◆ **To do**:
Use the entries below and reproduce exactly the lines from the one containing "visited.push(to);" down to the one containing "let err = world.build(BuildingKind::House, 12, 12).unwrap_err();", both of them included.

◆ **Extracted information**:
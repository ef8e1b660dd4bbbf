use std::collections::HashMap;

use rand::{RngCore, SeedableRng};
use rand_chacha::ChaCha8Rng;

/// Named deterministic random streams derived from one scenario seed.
///
/// A stream is derived the first time it is requested, so the same sequence
/// of requests always yields the same numbers.
#[derive(Debug, Clone)]
pub struct RngManager {
    master: ChaCha8Rng,
    streams: HashMap<String, ChaCha8Rng>,
}

impl RngManager {
    pub fn new(seed: u64) -> Self {
        Self {
            master: ChaCha8Rng::seed_from_u64(seed),
            streams: HashMap::new(),
        }
    }

    pub fn stream(&mut self, name: &str) -> SystemRng<'_> {
        let master = &mut self.master;
        let entry = self.streams.entry(name.to_string()).or_insert_with(|| {
            let mut seed_bytes = [0u8; 8];
            master.fill_bytes(&mut seed_bytes);
            ChaCha8Rng::seed_from_u64(u64::from_le_bytes(seed_bytes))
        });
        SystemRng { inner: entry }
    }
}

pub struct SystemRng<'a> {
    inner: &'a mut ChaCha8Rng,
}

impl<'a> RngCore for SystemRng<'a> {
    fn next_u32(&mut self) -> u32 {
        self.inner.next_u32()
    }

    fn next_u64(&mut self) -> u64 {
        self.inner.next_u64()
    }

    fn fill_bytes(&mut self, dest: &mut [u8]) {
        self.inner.fill_bytes(dest);
    }

    fn try_fill_bytes(&mut self, dest: &mut [u8]) -> Result<(), rand::Error> {
        self.inner.try_fill_bytes(dest)
    }
}

#[cfg(test)]
mod tests {
    use super::*;
    use rand::Rng;

    #[test]
    fn same_seed_same_streams() {
        let mut a = RngManager::new(42);
        let mut b = RngManager::new(42);

        let left: u64 = a.stream("terrain").gen();
        let right: u64 = b.stream("terrain").gen();
        assert_eq!(left, right);

        let other: u64 = a.stream("spawn").gen();
        let again: u64 = a.stream("terrain").gen();
        assert_ne!(other, again);
    }
}
use hamlet::{
    agents::{AgentId, AgentState, Errand, Profession, Tool},
    buildings::{BuildingId, BuildingKind},
    config::GameConfig,
    engine::{Engine, EngineBuilder, EngineSettings, GameSpeed},
    error::SimError,
    events::SimEvent,
    farm::FarmState,
    grid::{Position, Tile},
    ledger::Resource,
    scenario::ScenarioLoader,
    world::World,
};

fn build_engine(name: &str) -> Engine {
    let settings = EngineSettings {
        scenario_name: name.to_string(),
        snapshot_interval_ticks: 0,
        snapshot_dir: std::env::temp_dir(),
        speed: GameSpeed::Normal,
    };
    EngineBuilder::new(settings).with_standard_systems().build()
}

fn open_config() -> GameConfig {
    let mut config = GameConfig::default();
    config.map.forest_chance = 0.0;
    config.auto_builder = false;
    config
}

/// A finished barn at (15, 15) and a finished farm at (10, 10).
fn barn_and_farm(config: GameConfig) -> (World, BuildingId) {
    let mut world = World::new(config, 17, 0.1);
    let barn = world.place_building(BuildingKind::Barn, 15, 15).unwrap();
    world.complete_building(barn);
    let farm = world.place_building(BuildingKind::Farm, 10, 10).unwrap();
    world.complete_building(farm);
    (world, farm)
}

fn put_to_work(world: &mut World, farm: BuildingId) -> AgentId {
    let agent = world.create_resident("Farmer", Profession::Farmer, Position::new(10.0, 10.0));
    assert!(world.assign_work(agent, farm));
    world.agents.get_mut(&agent).unwrap().state = AgentState::Working;
    agent
}

#[test]
fn farm_runs_a_full_cycle_to_one_harvest() {
    let loader = ScenarioLoader::new(env!("CARGO_MANIFEST_DIR"));
    let scenario = loader
        .load("scenarios/farm_cycle.yaml")
        .expect("scenario should load");
    let mut world = scenario.build_world().expect("world should build");
    let mut engine = build_engine(&scenario.name);
    let farm = world
        .buildings
        .values()
        .find(|building| building.kind == BuildingKind::Farm)
        .map(|building| building.id)
        .unwrap();

    let mut produced = Vec::new();
    let mut reached_ready = false;
    let mut visited = vec![FarmState::Barren];
    for _ in 0..scenario.ticks(None) {
        let report = engine.step(&mut world).expect("tick succeeds");
        for event in report.events {
            match event {
                SimEvent::ResourceProduced {
                    building,
                    resources,
                    crop,
                    ..
                } if building == farm => produced.push((resources, crop)),
                SimEvent::FarmStateChanged { building, from, to } if building == farm => {
                    assert_eq!(from.next(), to, "farm skipped a stage");
                    if to == FarmState::Ready {
                        reached_ready = true;
                    }
                    visited.push(to);
                }
                _ => {}
            }
        }
        assert!(world.audit().is_empty(), "{:?}", world.audit());
    }

    assert!(reached_ready);
    assert_eq!(produced.len(), 1);
    let (resources, crop) = &produced[0];
    assert_eq!(resources.get(Resource::Food), 5.0);
    assert_eq!(crop.map(|c| c.quantity), Some(1));
    assert_eq!(
        &visited[..9],
        &[
            FarmState::Barren,
            FarmState::Tilled,
            FarmState::Seeded,
            FarmState::Watered,
            FarmState::Sprouted,
            FarmState::GrowingEarly,
            FarmState::GrowingMid,
            FarmState::Ready,
            FarmState::Barren,
        ]
    );
    assert_eq!(world.ledger.seed_count(hamlet::ledger::CropKind::Potato), 0);
}

#[test]
fn unaffordable_house_is_not_placed() {
    let mut config = open_config();
    config.ledger.wood = 5.0;
    config.ledger.money = 0.0;
    let mut world = World::new(config, 3, 0.1);

    let err = world.build(BuildingKind::House, 12, 12).unwrap_err();

    assert!(matches!(err, SimError::InsufficientResources { .. }));
    assert!(world.buildings.is_empty());
    assert!(world.grid.tiles().all(|tile| !tile.occupied && tile.building.is_none()));
    assert_eq!(world.ledger.wood, 5.0);
}

#[test]
fn seeded_farm_sends_farmer_to_barn_then_river() {
    let (mut world, farm) = barn_and_farm(open_config());
    assert!(world.change_farm_state(farm, FarmState::Tilled));
    assert!(world.change_farm_state(farm, FarmState::Seeded));
    let agent = put_to_work(&mut world, farm);
    let mut engine = build_engine("scenario_c");

    let mut errands = Vec::new();
    let mut fetched_water = false;
    let mut resumed = false;
    for _ in 0..10_000 {
        let report = engine.step(&mut world).expect("tick succeeds");
        for event in &report.events {
            match event {
                SimEvent::ErrandStarted { errand, .. } => errands.push(*errand),
                SimEvent::ErrandFinished {
                    errand: Errand::FetchWater,
                    success: true,
                    ..
                } => fetched_water = true,
                _ => {}
            }
        }
        let resident = &world.agents[&agent];
        if fetched_water && resident.state == AgentState::Working && resident.journey.is_none() {
            resumed = true;
            break;
        }
    }

    assert!(resumed);
    assert_eq!(errands, vec![Errand::FetchWateringCan, Errand::FetchWater]);
    let resident = &world.agents[&agent];
    assert!(resident.has_water);
    assert_eq!(resident.workplace, Some(farm));
    assert_eq!(world.buildings[&farm].worker, Some(agent));
    let water_tile = world
        .grid
        .nearest(hamlet::grid::TerrainKind::Water, Position::new(15.0, 15.0));
    assert!(water_tile.is_some());
}

#[test]
fn demolishing_a_worked_farm_frees_the_farmer() {
    let (mut world, farm) = barn_and_farm(open_config());
    let agent = put_to_work(&mut world, farm);

    assert!(world.demolish(11, 11));

    let resident = &world.agents[&agent];
    assert_eq!(resident.workplace, None);
    assert_eq!(resident.state, AgentState::Idle);
    assert!(world.grid.tiles().all(|tile| tile.building != Some(farm)));
    assert!(world.audit().is_empty());
}

#[test]
fn demolishing_a_farm_mid_errand_frees_the_farmer() {
    let (mut world, farm) = barn_and_farm(open_config());
    let agent = put_to_work(&mut world, farm);
    let mut engine = build_engine("scenario_d");

    engine.step(&mut world).unwrap();
    assert!(world.agents[&agent].journey.is_some());

    assert!(world.demolish(10, 10));

    let resident = &world.agents[&agent];
    assert_eq!(resident.workplace, None);
    assert_eq!(resident.journey, None);
    assert_eq!(resident.state, AgentState::Idle);
    assert!(world.audit().is_empty());

    engine.run(&mut world, 500).unwrap();
    assert!(world.audit().is_empty());
}

#[test]
fn expansion_keeps_the_original_tiles() {
    let mut world = World::new(GameConfig::default(), 99, 0.1);
    let farm = world.place_building(BuildingKind::Farm, 16, 16);
    let before: Vec<Tile> = world.grid.tiles().cloned().collect();
    assert_eq!(before.len(), 400);

    let added = world.expand_map(25).unwrap();

    assert_eq!(added, 225);
    assert_eq!(world.grid.len(), 625);
    for tile in &before {
        assert_eq!(world.grid.tile_at(tile.pos.x, tile.pos.z), Some(tile));
    }
    if let Ok(farm) = farm {
        assert_eq!(world.grid.tile_at(16, 16).unwrap().building, Some(farm));
    }
}

#[test]
fn two_farmers_share_the_barn_tools_and_keep_harvesting() {
    let mut config = open_config();
    config.ledger.seeds = [(hamlet::ledger::CropKind::Potato, 50)].into_iter().collect();
    let (mut world, north) = barn_and_farm(config);
    let south = world.place_building(BuildingKind::Farm, 10, 6).unwrap();
    world.complete_building(south);
    world.create_resident("Ada", Profession::Farmer, Position::new(10.0, 10.0));
    world.create_resident("Bo", Profession::Farmer, Position::new(10.0, 6.0));
    let mut engine = build_engine("shared_tools");

    let mut harvests = std::collections::BTreeMap::new();
    for tick in 0..60_000 {
        let report = engine.step(&mut world).expect("tick succeeds");
        for event in &report.events {
            if let SimEvent::ResourceProduced { building, .. } = event {
                *harvests.entry(*building).or_insert(0u32) += 1;
            }
        }
        if tick % 100 == 0 {
            assert!(world.audit().is_empty(), "{:?}", world.audit());
        }
        for tool in [Tool::Hoe, Tool::WateringCan] {
            let held = world
                .agents
                .values()
                .filter(|agent| agent.tool == Some(tool))
                .count() as u32;
            assert_eq!(world.ledger.tool_stock(tool) + held, 1, "{tool} went missing");
        }
    }

    let north_count = harvests.get(&north).copied().unwrap_or(0);
    let south_count = harvests.get(&south).copied().unwrap_or(0);
    assert!(north_count >= 1, "north farm never harvested");
    assert!(south_count >= 1, "south farm never harvested");
    assert!(north_count + south_count >= 4, "harvests stalled at {harvests:?}");
}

◆ **Solved exercise**:
                    visited.push(to);
                }
                _ => {}
            }
        }
        assert!(world.audit().is_empty(), "{:?}", world.audit());
    }

    assert!(reached_ready);
    assert_eq!(produced.len(), 1);
    let (resources, crop) = &produced[0];
    assert_eq!(resources.get(Resource::Food), 5.0);
    assert_eq!(crop.map(|c| c.quantity), Some(1));
    assert_eq!(
        &visited[..9],
        &[
            FarmState::Barren,
            FarmState::Tilled,
            FarmState::Seeded,
            FarmState::Watered,
            FarmState::Sprouted,
            FarmState::GrowingEarly,
            FarmState::GrowingMid,
            FarmState::Ready,
            FarmState::Barren,
        ]
    );
    assert_eq!(world.ledger.seed_count(hamlet::ledger::CropKind::Potato), 0);
}

#[test]
fn unaffordable_house_is_not_placed() {
    let mut config = open_config();
    config.ledger.wood = 5.0;
    config.ledger.money = 0.0;
    let mut world = World::new(config, 3, 0.1);

    let err = world.build(BuildingKind::House, 12, 12).unwrap_err();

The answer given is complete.